Centrafrique : Quand la vision du développement à elle seule ne suffit pas!

Nous voudrions évoquer dans cet article ce que nous appellerions programmes d’actions du gouvernement, proposés par des centrafricains concernés ou par des représentants de partis politiques, à l’aube des prochaines élections en Centrafrique.

Il est rassurant de constater que les formulations détaillées des programmes politiques sont et demeurent un exercice possible dans les esprits féconds des centrafricains. En effet, savoir ce que l’on veut est une chose très importante. Il est également important de faire part de cette vision à tous, afin de vérifier si oui ou non les auteurs de ces idées et leurs concitoyens émettent sur la même longueur d’onde. Mais faisons remarquer de suite ce que nous considérons comme deux types différents de vision ou d’ambition. Selon nous il y aurait la vision ou l’ambition saine et son opposé, la mauvaise ambition, qui sont ainsi catégorisées en fonction de leur objectif ou intention et de la manière dont l’objectif est atteint. Si nous prenons l’exemple de Barthélémy Boganda, celui-ci avait assigné au Mesan l’objectif de mettre en place une société centrafricaine au sein de laquelle chaque citoyen aurait droit à un logement. Vous conviendrez avec nous qu’une telle vision ou qu’une telle ambition politico-sociale est tout à fait louable et réalisable. Cependant, est-ce qu’une société centrafricaine devrait permettre au citoyen de se loger en privant par ailleurs l’état de ses ressources légitimes? Ou encore, est-ce une bonne ambition de détourner les biens de l’état pour se construire une belle villa, s’acheter une voiture de luxe ou autre?
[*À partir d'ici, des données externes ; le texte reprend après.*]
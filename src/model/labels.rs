// 该文件是 Furniscan （家具识别） 项目的一部分。
// src/model/labels.rs - COCO 类别名称
//
// 本文件根据 Apache 许可证第 2.0 版（以下简称“许可证”）授权使用；
// 除非遵守该许可证条款，否则您不得使用本文件。
// 您可通过以下网址获取许可证副本：
// http://www.apache.org/licenses/LICENSE-2.0
// 除非适用法律要求或书面同意，根据本许可协议分发的软件均按“原样”提供，
// 不附带任何形式的明示或暗示的保证或条件。
// 有关许可权限与限制的具体条款，请参阅本许可协议。
//
// Copyright (C) 2026 Johann Li <me@qinka.pro>, Wareless Group

/// 无法识别的类别编号使用的名称
pub const UNKNOWN_LABEL: &str = "unknown";

/// COCO 数据集类别名称
pub const COCO_LABELS: [&str; 80] = [
  "person",
  "bicycle",
  "car",
  "motorcycle",
  "airplane",
  "bus",
  "train",
  "truck",
  "boat",
  "traffic light",
  "fire hydrant",
  "stop sign",
  "parking meter",
  "bench",
  "bird",
  "cat",
  "dog",
  "horse",
  "sheep",
  "cow",
  "elephant",
  "bear",
  "zebra",
  "giraffe",
  "backpack",
  "umbrella",
  "handbag",
  "tie",
  "suitcase",
  "frisbee",
  "skis",
  "snowboard",
  "sports ball",
  "kite",
  "baseball bat",
  "baseball glove",
  "skateboard",
  "surfboard",
  "tennis racket",
  "bottle",
  "wine glass",
  "cup",
  "fork",
  "knife",
  "spoon",
  "bowl",
  "banana",
  "apple",
  "sandwich",
  "orange",
  "broccoli",
  "carrot",
  "hot dog",
  "pizza",
  "donut",
  "cake",
  "chair",
  "couch",
  "potted plant",
  "bed",
  "dining table",
  "toilet",
  "tv",
  "laptop",
  "mouse",
  "remote",
  "keyboard",
  "cell phone",
  "microwave",
  "oven",
  "toaster",
  "sink",
  "refrigerator",
  "book",
  "clock",
  "vase",
  "scissors",
  "teddy bear",
  "hair drier",
  "toothbrush",
];

pub fn coco_label(class_id: usize) -> &'static str {
  COCO_LABELS.get(class_id).copied().unwrap_or(UNKNOWN_LABEL)
}

#[cfg(test)]
mod tests {
  use super::*;

  #[test]
  fn furniture_ids() {
    assert_eq!(coco_label(56), "chair");
    assert_eq!(coco_label(57), "couch");
    assert_eq!(coco_label(59), "bed");
    assert_eq!(coco_label(999), UNKNOWN_LABEL);
  }
}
C’est cela que nous considérons comme exemple d’une mauvaise ambition, car sa réalisation se ferait au détriment de la société toute entière. Les ressources qui auraient été détournées auraient pu bénéficier à une multitude plutôt qu’à un individu ou à un clan. Est-ce une bonne ambition de s’accaparer du pouvoir d’une manière quelconque (même démocratiquement), puis de s’y éterniser lorsqu’il est évident que le chef de l’état et son gouvernement ne mènent aucune action efficace pour améliorer l’existence et les conditions des centrafricains? Voilà un autre exemple d’une ambition malsaine. Nous sommes persuadés que vous trouverez d’autres exemples plus pertinents que ceux que nous avions cités.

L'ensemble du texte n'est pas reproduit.